Sunday, August 26, 2012

Another Hard Pill To Swallow.

Yesterday morning, I went to callbacks for this year's musical at JBU: You're A Good Man, Charlie Brown. We first learned some choreography (which was fun, even with my foot still slightly handicapped), read aloud lines, and sang some of the songs. It was a lot of fun, and it looked promising. I felt like I had done a really good job.

The list of the cast was sent out tonight. I was placed in the chorus. Which is not a bad thing at all! I get to be in the musical and sing with a handful of other girls that I've come to know and love. :) However, when I first found out that I didn't get a lead part (which was really only two female parts overall to be picked for, meaning a very slim chance for most of us girls), I was slightly crushed. I don't handle rejection well. It's not that I get mad at people or anything, but deep down, it turns into me beating myself up about it: what's wrong with me? I thought I had done well, was I not good enough? It seems like every time I try out for a play or something of the sort, I always receive or feel some sort of rejection every time I get the slightest of hopes up. (And people wonder why I am not confident in myself . . .)

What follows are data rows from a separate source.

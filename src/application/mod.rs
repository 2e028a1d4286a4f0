// Leakage-free feature extraction
pub mod features;

// Ensemble fit and inference
pub mod ml;

// Dataset assembly and training runs
pub mod training;

// Serving: cache, model residency, batch prediction
pub mod prediction;
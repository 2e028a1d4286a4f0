//! The three-model game ensemble.
//!
//! One fitted ensemble holds a winner forest, a spread forest, and a total
//! ridge regression, each bundled with the scaler it was fitted behind.
//! Artifacts serialize with serde_json one file per sub-model, named
//! `winner_<version>.json`, `spread_<version>.json`, `total_<version>.json`.

use std::fs::{self, File};
use std::io::{BufReader, BufWriter};
use std::path::Path;

use anyhow::{Context, Result, anyhow};
use serde::de::DeserializeOwned;
use serde::{Deserialize, Serialize};
use smartcore::ensemble::random_forest_regressor::{
    RandomForestRegressor, RandomForestRegressorParameters,
};
use smartcore::linalg::basic::matrix::DenseMatrix;
use smartcore::linear::ridge_regression::{RidgeRegression, RidgeRegressionParameters};
use tracing::info;

use crate::application::ml::scaler::FeatureScaler;
use crate::application::training::dataset::TrainingExample;
use crate::config::Config;
use crate::domain::errors::TrainingError;
use crate::domain::features::GameFeatureVector;
use crate::domain::model_version::ArtifactPaths;
use crate::domain::prediction::EnsembleOutput;

type Forest = RandomForestRegressor<f64, f64, DenseMatrix<f64>, Vec<f64>>;
type Ridge = RidgeRegression<f64, f64, DenseMatrix<f64>, Vec<f64>>;

/// Hyperparameters for one training run.
#[derive(Debug, Clone)]
pub struct FitParams {
    pub trees: usize,
    pub max_depth: u16,
    pub min_split: usize,
    pub ridge_alpha: f64,
}

impl FitParams {
    pub fn from_config(config: &Config) -> Self {
        Self {
            trees: config.forest_trees,
            max_depth: config.forest_max_depth,
            min_split: config.forest_min_split,
            ridge_alpha: config.ridge_alpha,
        }
    }
}

impl Default for FitParams {
    fn default() -> Self {
        Self {
            trees: 100,
            max_depth: 10,
            min_split: 5,
            ridge_alpha: 1.0,
        }
    }
}

#[derive(Debug, Serialize, Deserialize)]
struct ForestArtifact {
    scaler: FeatureScaler,
    model: Forest,
}

#[derive(Debug, Serialize, Deserialize)]
struct RidgeArtifact {
    scaler: FeatureScaler,
    model: Ridge,
}

#[derive(Debug)]
pub struct GameEnsemble {
    winner: ForestArtifact,
    spread: ForestArtifact,
    total: RidgeArtifact,
}

impl GameEnsemble {
    /// Fits all three sub-models on the same scaled matrix. The winner
    /// forest regresses the 0/1 home-win indicator; averaging its trees
    /// gives the probability estimate.
    pub fn fit(examples: &[TrainingExample], params: &FitParams) -> Result<Self, TrainingError> {
        if examples.is_empty() {
            return Err(TrainingError::Fit {
                reason: "cannot fit on zero examples".to_string(),
            });
        }

        let raw: Vec<Vec<f64>> = examples.iter().map(|e| e.features.to_vec()).collect();
        let scaler = FeatureScaler::fit(&raw);
        let matrix = matrix_from(&scaler.transform(&raw))
            .map_err(|reason| TrainingError::Fit { reason })?;

        let home_wins: Vec<f64> = examples.iter().map(|e| e.home_win).collect();
        let spreads: Vec<f64> = examples.iter().map(|e| e.spread).collect();
        let totals: Vec<f64> = examples.iter().map(|e| e.total).collect();

        let forest_params = || {
            RandomForestRegressorParameters::default()
                .with_n_trees(params.trees)
                .with_max_depth(params.max_depth)
                .with_min_samples_split(params.min_split)
        };

        info!(
            examples = examples.len(),
            trees = params.trees,
            max_depth = params.max_depth,
            "fitting game ensemble"
        );

        let winner = RandomForestRegressor::fit(&matrix, &home_wins, forest_params())
            .map_err(|e| TrainingError::Fit {
                reason: format!("winner forest: {}", e),
            })?;
        let spread = RandomForestRegressor::fit(&matrix, &spreads, forest_params())
            .map_err(|e| TrainingError::Fit {
                reason: format!("spread forest: {}", e),
            })?;
        let total = RidgeRegression::fit(
            &matrix,
            &totals,
            RidgeRegressionParameters::default().with_alpha(params.ridge_alpha),
        )
        .map_err(|e| TrainingError::Fit {
            reason: format!("total ridge: {}", e),
        })?;

        Ok(Self {
            winner: ForestArtifact {
                scaler: scaler.clone(),
                model: winner,
            },
            spread: ForestArtifact {
                scaler: scaler.clone(),
                model: spread,
            },
            total: RidgeArtifact {
                scaler,
                model: total,
            },
        })
    }

    pub fn predict(&self, features: &GameFeatureVector) -> Result<EnsembleOutput> {
        let outputs = self.predict_many(std::slice::from_ref(features))?;
        outputs
            .into_iter()
            .next()
            .ok_or_else(|| anyhow!("ensemble returned no prediction"))
    }

    /// Batch inference; rows come back in input order.
    pub fn predict_many(&self, inputs: &[GameFeatureVector]) -> Result<Vec<EnsembleOutput>> {
        if inputs.is_empty() {
            return Ok(Vec::new());
        }
        let raw: Vec<Vec<f64>> = inputs.iter().map(|v| v.to_vec()).collect();

        let probabilities = forest_outputs(&self.winner, &raw).context("winner forest")?;
        let spreads = forest_outputs(&self.spread, &raw).context("spread forest")?;
        let totals = ridge_outputs(&self.total, &raw).context("total ridge")?;

        Ok(probabilities
            .into_iter()
            .zip(spreads)
            .zip(totals)
            .map(|((probability, spread), total)| EnsembleOutput {
                home_win_probability: probability.clamp(0.0, 1.0),
                spread,
                total,
            })
            .collect())
    }

    /// Writes the three artifact files for `version` under `dir`.
    pub fn save(&self, dir: &Path, version: &str) -> Result<ArtifactPaths, TrainingError> {
        fs::create_dir_all(dir)?;
        let paths = ArtifactPaths {
            winner: artifact_path(dir, "winner", version),
            spread: artifact_path(dir, "spread", version),
            total: artifact_path(dir, "total", version),
        };
        write_artifact(&paths.winner, &self.winner)?;
        write_artifact(&paths.spread, &self.spread)?;
        write_artifact(&paths.total, &self.total)?;
        info!(version, dir = %dir.display(), "saved model artifacts");
        Ok(paths)
    }

    pub fn load(paths: &ArtifactPaths) -> Result<Self> {
        Ok(Self {
            winner: read_artifact(&paths.winner).context("winner artifact")?,
            spread: read_artifact(&paths.spread).context("spread artifact")?,
            total: read_artifact(&paths.total).context("total artifact")?,
        })
    }
}

fn matrix_from(rows: &Vec<Vec<f64>>) -> Result<DenseMatrix<f64>, String> {
    DenseMatrix::from_2d_vec(rows).map_err(|e| format!("matrix build failed: {}", e))
}

fn forest_outputs(artifact: &ForestArtifact, raw: &[Vec<f64>]) -> Result<Vec<f64>> {
    let matrix = matrix_from(&artifact.scaler.transform(raw)).map_err(|e| anyhow!(e))?;
    artifact
        .model
        .predict(&matrix)
        .map_err(|e| anyhow!("prediction failed: {}", e))
}

fn ridge_outputs(artifact: &RidgeArtifact, raw: &[Vec<f64>]) -> Result<Vec<f64>> {
    let matrix = matrix_from(&artifact.scaler.transform(raw)).map_err(|e| anyhow!(e))?;
    artifact
        .model
        .predict(&matrix)
        .map_err(|e| anyhow!("prediction failed: {}", e))
}

fn artifact_path(dir: &Path, family: &str, version: &str) -> String {
    dir.join(format!("{family}_{version}.json"))
        .to_string_lossy()
        .into_owned()
}

fn write_artifact<T: Serialize>(path: &str, artifact: &T) -> Result<(), TrainingError> {
    let file = File::create(path)?;
    serde_json::to_writer(BufWriter::new(file), artifact)?;
    Ok(())
}

fn read_artifact<T: DeserializeOwned>(path: &str) -> Result<T> {
    let file = File::open(path).with_context(|| format!("open {path}"))?;
    serde_json::from_reader(BufReader::new(file)).with_context(|| format!("decode {path}"))
}
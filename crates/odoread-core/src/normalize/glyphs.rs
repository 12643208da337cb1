//! OCR-confusable glyph repair.

use std::collections::HashMap;

/// Characters OCR engines commonly return in place of odometer digits.
///
/// Keys are case-sensitive: `b` and `B` map to different digits.
const DEFAULT_GLYPHS: &[(char, char)] = &[
    ('|', '1'),
    ('!', '1'),
    ('i', '1'),
    ('I', '1'),
    ('s', '5'),
    ('S', '5'),
    ('§', '5'),
    ('$', '5'),
    ('t', '7'),
    ('T', '7'),
    ('?', '7'),
    ('Z', '7'),
    ('o', '0'),
    ('O', '0'),
    ('°', '0'),
    ('Q', '0'),
    ('D', '0'),
    ('b', '6'),
    ('B', '8'),
    ('g', '9'),
    ('q', '9'),
];

/// Immutable glyph → digit substitution table.
#[derive(Debug, Clone, PartialEq, Eq)]
pub struct GlyphMap {
    table: HashMap<char, char>,
}

impl GlyphMap {
    /// A table with no substitutions.
    pub fn empty() -> Self {
        Self {
            table: HashMap::new(),
        }
    }

    /// Build a table from explicit pairs. Later pairs win on duplicate keys.
    pub fn from_pairs<I>(pairs: I) -> Self
    where
        I: IntoIterator<Item = (char, char)>,
    {
        Self {
            table: pairs.into_iter().collect(),
        }
    }

    /// Return a copy of this table with one more substitution.
    pub fn with(mut self, glyph: char, digit: char) -> Self {
        self.table.insert(glyph, digit);
        self
    }

    /// Return a copy of this table without the given glyph.
    pub fn without(mut self, glyph: char) -> Self {
        self.table.remove(&glyph);
        self
    }

    /// Replacement for a single character, if any.
    pub fn lookup(&self, c: char) -> Option<char> {
        self.table.get(&c).copied()
    }

    pub fn len(&self) -> usize {
        self.table.len()
    }

    pub fn is_empty(&self) -> bool {
        self.table.is_empty()
    }

    /// Substitute every mapped character in one left-to-right pass.
    ///
    /// Output has exactly as many characters as the input.
    pub fn substitute(&self, raw: &str) -> String {
        raw.chars().map(|c| self.lookup(c).unwrap_or(c)).collect()
    }
}

impl Default for GlyphMap {
    fn default() -> Self {
        Self::from_pairs(DEFAULT_GLYPHS.iter().copied())
    }
}
//! Character filtering and decimal-separator reconciliation.

/// Keep ASCII digits and the two separator glyphs, drop everything else.
pub fn filter_numeric(s: &str) -> String {
    s.chars()
        .filter(|c| c.is_ascii_digit() || *c == '.' || *c == ',')
        .collect()
}

/// Resolve `,` / `.` ambiguity between European and US style readings.
///
/// Input must already be filtered to digits, `.` and `,`.
pub fn reconcile_separators(s: &str) -> String {
    if s.contains(',') {
        // Comma is the decimal mark, dots group thousands.
        return s
            .chars()
            .filter(|c| *c != '.')
            .map(|c| if c == ',' { '.' } else { c })
            .collect();
    }

    match s.matches('.').count() {
        0 => s.to_string(),
        1 => {
            // A single dot is a decimal point only with exactly one tenths digit.
            let (_, fraction) = s.split_once('.').unwrap_or((s, ""));
            if fraction.len() == 1 {
                s.to_string()
            } else {
                s.replace('.', "")
            }
        }
        _ => s.replace('.', ""),
    }
}
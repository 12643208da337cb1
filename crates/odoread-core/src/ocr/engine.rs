//! OCR engine wrapper using the ocrs library.

use std::path::{Path, PathBuf};

use anyhow::{Context, Result};
use ocrs::{ImageSource, OcrEngine, OcrEngineParams};
use odoread_protocol::RecognizedText;
use rten::Model;
use tracing::{debug, trace};

use super::TextRecognizer;

/// File name of the text detection model.
pub const DETECTION_MODEL: &str = "text-detection.rten";
/// File name of the text recognition model.
pub const RECOGNITION_MODEL: &str = "text-recognition.rten";

/// OCR service for text detection and recognition.
pub struct OcrService {
    engine: OcrEngine,
}

impl OcrService {
    /// Create a new OCR service by loading models from the given directory.
    pub fn new(models_dir: &Path) -> Result<Self> {
        let detection_path = models_dir.join(DETECTION_MODEL);
        let recognition_path = models_dir.join(RECOGNITION_MODEL);

        debug!("Loading OCR detection model from {:?}", detection_path);
        let detection_model = Model::load_file(&detection_path)
            .with_context(|| format!("Failed to load detection model from {:?}", detection_path))?;

        debug!("Loading OCR recognition model from {:?}", recognition_path);
        let recognition_model = Model::load_file(&recognition_path).with_context(|| {
            format!("Failed to load recognition model from {:?}", recognition_path)
        })?;

        let engine = OcrEngine::new(OcrEngineParams {
            detection_model: Some(detection_model),
            recognition_model: Some(recognition_model),
            ..Default::default()
        })
        .context("Failed to create OCR engine")?;

        debug!("OCR engine initialized successfully");
        Ok(Self { engine })
    }

    /// Recognize all text lines in an image, top to bottom.
    pub fn read_lines(&self, image_data: &[u8]) -> Result<Vec<String>> {
        let img = image::load_from_memory(image_data)
            .context("Failed to decode image")?
            .into_rgb8();

        let (width, height) = (img.width(), img.height());
        trace!("Image loaded: {}x{}", width, height);

        let img_source = ImageSource::from_bytes(img.as_raw(), (width, height))
            .context("Failed to create image source")?;

        let ocr_input = self
            .engine
            .prepare_input(img_source)
            .context("Failed to prepare OCR input")?;

        let word_rects = self
            .engine
            .detect_words(&ocr_input)
            .context("Failed to detect words")?;
        trace!("Detected {} word regions", word_rects.len());

        let line_rects = self.engine.find_text_lines(&ocr_input, &word_rects);

        let line_texts = self
            .engine
            .recognize_text(&ocr_input, &line_rects)
            .context("Failed to recognize text")?;

        let lines: Vec<String> = line_texts
            .iter()
            .flatten()
            .map(|line| line.to_string())
            .filter(|text| !text.trim().is_empty())
            .collect();

        debug!("Recognized {} text lines", lines.len());
        Ok(lines)
    }
}

impl TextRecognizer for OcrService {
    fn recognize(&self, image: &[u8]) -> Result<RecognizedText> {
        let lines = self.read_lines(image)?;
        Ok(RecognizedText {
            success: !lines.is_empty(),
            lines,
        })
    }
}

/// Whether both model files are present in `dir`.
fn has_models(dir: &Path) -> bool {
    dir.join(DETECTION_MODEL).exists() && dir.join(RECOGNITION_MODEL).exists()
}

/// Find the models directory relative to the executable.
///
/// Models live at `bin/../models`, or in `models/` next to the executable.
pub fn find_models_dir() -> Result<PathBuf> {
    let exe_path = std::env::current_exe().context("Failed to get executable path")?;
    let exe_dir = exe_path
        .parent()
        .context("Failed to compute executable directory")?;

    let candidates = [
        exe_dir.parent().map(|root| root.join("models")),
        Some(exe_dir.join("models")),
    ];

    for dir in candidates.into_iter().flatten() {
        if has_models(&dir) {
            debug!("Found models directory at {:?}", dir);
            return Ok(dir);
        }
    }

    anyhow::bail!(
        "Could not find OCR models ({} and {}) near {:?}. Pass --models <DIR>.",
        DETECTION_MODEL,
        RECOGNITION_MODEL,
        exe_dir
    )
}
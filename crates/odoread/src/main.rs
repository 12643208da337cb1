//! odoread: clean odometer OCR readings and crop capture frames.

mod cli;
mod input;
mod output;

use clap::Parser;
use tracing::error;
use tracing_subscriber::EnvFilter;

use cli::{Cli, Commands};

#[tokio::main]
async fn main() {
    // Logs go to stderr, results to stdout
    tracing_subscriber::fmt()
        .with_env_filter(EnvFilter::from_default_env())
        .with_target(false)
        .with_writer(std::io::stderr)
        .init();

    let cli = Cli::parse();

    if let Err(e) = run(cli).await {
        error!("{:#}", e);
        std::process::exit(1);
    }
}

async fn run(cli: Cli) -> anyhow::Result<()> {
    use output::Output;

    let output = Output::new(cli.json);
    let config = input::load_config(cli.config.as_deref(), &output)?;

    match cli.command {
        Commands::Normalize(args) => cli::commands::normalize::run(args, &config, &output),
        Commands::Format(args) => cli::commands::format::run(args, &config, &output),
        Commands::Redisplay(args) => cli::commands::redisplay::run(args, &config, &output),
        Commands::Geometry(args) => cli::commands::geometry::run(args, &config, &output),
        Commands::Crop(args) => cli::commands::crop::run(args, &config, &output),
        Commands::Read(args) => cli::commands::read::run(args, config, &output, cli.timeout).await,
    }
}
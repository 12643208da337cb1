//! Odometer OCR reading normalization and crop geometry.
//!
//! The core is two pure functions: [`normalize`] turns a raw OCR line into a
//! canonical odometer reading, and [`compute_crop_rect`] picks the region of
//! a captured frame to send to OCR. The rest of the crate wires them to an
//! image codec and an OCR engine.

pub mod config;
pub mod display;
pub mod geometry;
pub mod imaging;
pub mod normalize;
pub mod ocr;
pub mod reader;

pub use config::{ConfigError, PreprocessConfig, ReaderConfig};
pub use display::{join_lines, redisplay, split_lines};
pub use geometry::{compute_crop_rect, DEFAULT_SCALE_ADJUSTMENT};
pub use imaging::{crop_frame, crop_image, image_dimensions, preprocess, CroppedFrame, ImagingError};
pub use normalize::{apply_mode, normalize, GlyphMap, ReadingNormalizer};
pub use ocr::{find_models_dir, OcrService, TextRecognizer};
pub use reader::{OdometerReader, ReadError, Reading};
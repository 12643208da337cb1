//! Redisplay command implementation.

use odoread_core::{redisplay, ReaderConfig};
use odoread_protocol::{Response, ResponseData};

use crate::cli::RedisplayArgs;
use crate::input::lines_or_stdin;
use crate::output::Output;

pub fn run(args: RedisplayArgs, config: &ReaderConfig, output: &Output) -> anyhow::Result<()> {
    let mode = args.mode.unwrap_or(config.decimal_mode);
    let lines = lines_or_stdin(args.lines)?;

    let lines = redisplay(&lines, mode);
    output.print_response(&Response::success(ResponseData::Lines { lines }));
    Ok(())
}
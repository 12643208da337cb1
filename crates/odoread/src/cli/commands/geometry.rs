//! Geometry command implementation.

use odoread_core::{compute_crop_rect, ReaderConfig};
use odoread_protocol::{Orientation, Response, ResponseData};

use crate::cli::GeometryArgs;
use crate::input::with_scale;
use crate::output::Output;

pub fn run(args: GeometryArgs, config: &ReaderConfig, output: &Output) -> anyhow::Result<()> {
    let config = with_scale(config.clone(), args.viewport.scale, output);
    let rect = compute_crop_rect(
        args.image_width,
        args.image_height,
        args.viewport.dimensions(),
        config.scale_adjustment,
    );

    output.print_response(&Response::success(ResponseData::Geometry {
        orientation: Orientation::of_image(args.image_width, args.image_height),
        rect,
    }));
    Ok(())
}
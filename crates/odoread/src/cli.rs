//! CLI command definitions using clap.

use clap::{Args, Parser, Subcommand};
use odoread_protocol::{DecimalFormatMode, ViewportDimensions};

pub mod commands;

/// Clean odometer OCR readings and crop capture frames to the odometer.
#[derive(Parser)]
#[command(name = "odoread")]
#[command(author, version, about, long_about = None)]
pub struct Cli {
    /// Output in JSON format
    #[arg(long, global = true)]
    pub json: bool,

    /// OCR timeout in milliseconds
    #[arg(long, default_value = "30000", global = true)]
    pub timeout: u64,

    /// JSON reader config file (or set ODOREAD_CONFIG)
    #[arg(long, env = "ODOREAD_CONFIG", global = true)]
    pub config: Option<String>,

    #[command(subcommand)]
    pub command: Commands,
}

#[derive(Subcommand)]
pub enum Commands {
    /// Normalize raw OCR lines into odometer readings
    Normalize(NormalizeArgs),

    /// Re-punctuate a digit string for a decimal mode
    Format(FormatArgs),

    /// Re-punctuate the last line of recognized text
    Redisplay(RedisplayArgs),

    /// Compute the crop rectangle for a frame
    Geometry(GeometryArgs),

    /// Crop an image to the odometer region
    Crop(CropArgs),

    /// Crop, recognize and normalize an image
    Read(ReadArgs),
}

/// Viewport of the camera preview the frame was captured in.
#[derive(Args, Clone, Copy)]
pub struct ViewportArgs {
    /// Preview container width
    #[arg(long)]
    pub viewport_width: f64,

    /// Preview container height
    #[arg(long)]
    pub viewport_height: f64,

    /// Crop shrink factor in (0, 1] (overrides config)
    #[arg(long)]
    pub scale: Option<f64>,
}

impl ViewportArgs {
    pub fn dimensions(&self) -> ViewportDimensions {
        ViewportDimensions::new(self.viewport_width, self.viewport_height)
    }
}

/// Normalize command arguments.
#[derive(Parser)]
pub struct NormalizeArgs {
    /// Raw OCR lines (read from stdin when omitted)
    pub lines: Vec<String>,

    /// Decimal mode: none, one-decimal or two-decimal (overrides config)
    #[arg(long, short = 'm')]
    pub mode: Option<DecimalFormatMode>,

    /// Also print lines that were discarded
    #[arg(long)]
    pub keep_empty: bool,
}

/// Format command arguments.
#[derive(Parser)]
pub struct FormatArgs {
    /// Digits to re-punctuate
    pub digits: String,

    /// Decimal mode: none, one-decimal or two-decimal (overrides config)
    #[arg(long, short = 'm')]
    pub mode: Option<DecimalFormatMode>,
}

/// Redisplay command arguments.
#[derive(Parser)]
pub struct RedisplayArgs {
    /// Text lines (read from stdin when omitted)
    pub lines: Vec<String>,

    /// Decimal mode: none, one-decimal or two-decimal (overrides config)
    #[arg(long, short = 'm')]
    pub mode: Option<DecimalFormatMode>,
}

/// Geometry command arguments.
#[derive(Parser)]
pub struct GeometryArgs {
    /// Frame width in pixels
    #[arg(long)]
    pub image_width: u32,

    /// Frame height in pixels
    #[arg(long)]
    pub image_height: u32,

    #[command(flatten)]
    pub viewport: ViewportArgs,
}

/// Crop command arguments.
#[derive(Parser)]
pub struct CropArgs {
    /// Image file to crop
    pub image: String,

    #[command(flatten)]
    pub viewport: ViewportArgs,

    /// Save to file path
    #[arg(long, short = 'o', default_value = "./crop.jpg")]
    pub output: String,

    /// Output base64 instead of writing a file
    #[arg(long)]
    pub base64: bool,

    /// Grayscale, contrast and blur before cropping (overrides config)
    #[arg(long)]
    pub preprocess: bool,
}

/// Read command arguments.
#[derive(Parser)]
pub struct ReadArgs {
    /// Captured frame (PNG or JPEG)
    pub image: String,

    #[command(flatten)]
    pub viewport: ViewportArgs,

    /// Directory holding the OCR models
    #[arg(long)]
    pub models: Option<String>,

    /// Decimal mode: none, one-decimal or two-decimal (overrides config)
    #[arg(long, short = 'm')]
    pub mode: Option<DecimalFormatMode>,

    /// Grayscale, contrast and blur before cropping (overrides config)
    #[arg(long)]
    pub preprocess: bool,
}

#[cfg(test)]
mod tests {
    use super::*;

    #[test]
    fn test_parse_normalize() {
        let cli = Cli::try_parse_from(["odoread", "normalize", "O15OO", "--mode", "one-decimal"])
            .unwrap();
        match cli.command {
            Commands::Normalize(args) => {
                assert_eq!(args.lines, vec!["O15OO".to_string()]);
                assert_eq!(args.mode, Some(DecimalFormatMode::OneDecimal));
            }
            _ => panic!("expected normalize"),
        }
    }

    #[test]
    fn test_parse_geometry() {
        let cli = Cli::try_parse_from([
            "odoread",
            "--json",
            "geometry",
            "--image-width",
            "3000",
            "--image-height",
            "4000",
            "--viewport-width",
            "800",
            "--viewport-height",
            "400",
            "--scale",
            "0.9",
        ])
        .unwrap();
        assert!(cli.json);
        match cli.command {
            Commands::Geometry(args) => {
                assert_eq!(args.image_width, 3000);
                assert_eq!(args.viewport.scale, Some(0.9));
            }
            _ => panic!("expected geometry"),
        }
    }

    #[test]
    fn test_rejects_unknown_mode() {
        assert!(Cli::try_parse_from(["odoread", "format", "15008", "--mode", "three"]).is_err());
    }
}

As I was thinking about that tonight, one of the songs from the musical, "The Doctor Is In," came to my mind. In the song, Charlie Brown is depressed and Lucy tries to help him "dig deep" to get to the real problem and give him advice. Charlie Brown proceeds to tell her all of the things that are wrong with him, and he questions why he was "born just to be, one small person as thoroughly, totally, utterly blah as me." Lucy, meaning well, continues with even more things that are wrong with him and that no one likes him. (Poor guy!) But then, she goes on to say that there is hope for him, because even though he isn't musical, happy, etc. like everyone else, there was no one else like him: "the singular, remarkable, unique Charlie Brown." To which he realizes: "I'm me!" There is so much truth to be gained from this song, and the wonderful thing about this musical is that the truth in these songs doesn't just apply to kids; it applies to everyone, adults included. Everyone tends to feel insecure about themselves at some point. But we are all unique and have different gifts that are important in the kingdom of God. Sometimes, I wish I could sing like my friends who have voices of angels. Sometimes I wish I had grown up more a theater kid like some of my friends who are fantastic at playing the part. A lot of the time, I feel average or mediocre at a lot of things. I feel like Charlie Brown: "thoroughly, totally, utterly blah."But I have to remember that "I'm me!" All of 1 Corinthians 12 talks about how many people have different gifts that can be used to connect and unite the body; no one person is more important than the others. Behind-the-scenes people are just as, if not more important than the actors because they keep the show going and flowing more smoothly. I need to remember that each person has been given different gifts that can be used to further His kingdom. God has given me gifts that He hasn't given to other people.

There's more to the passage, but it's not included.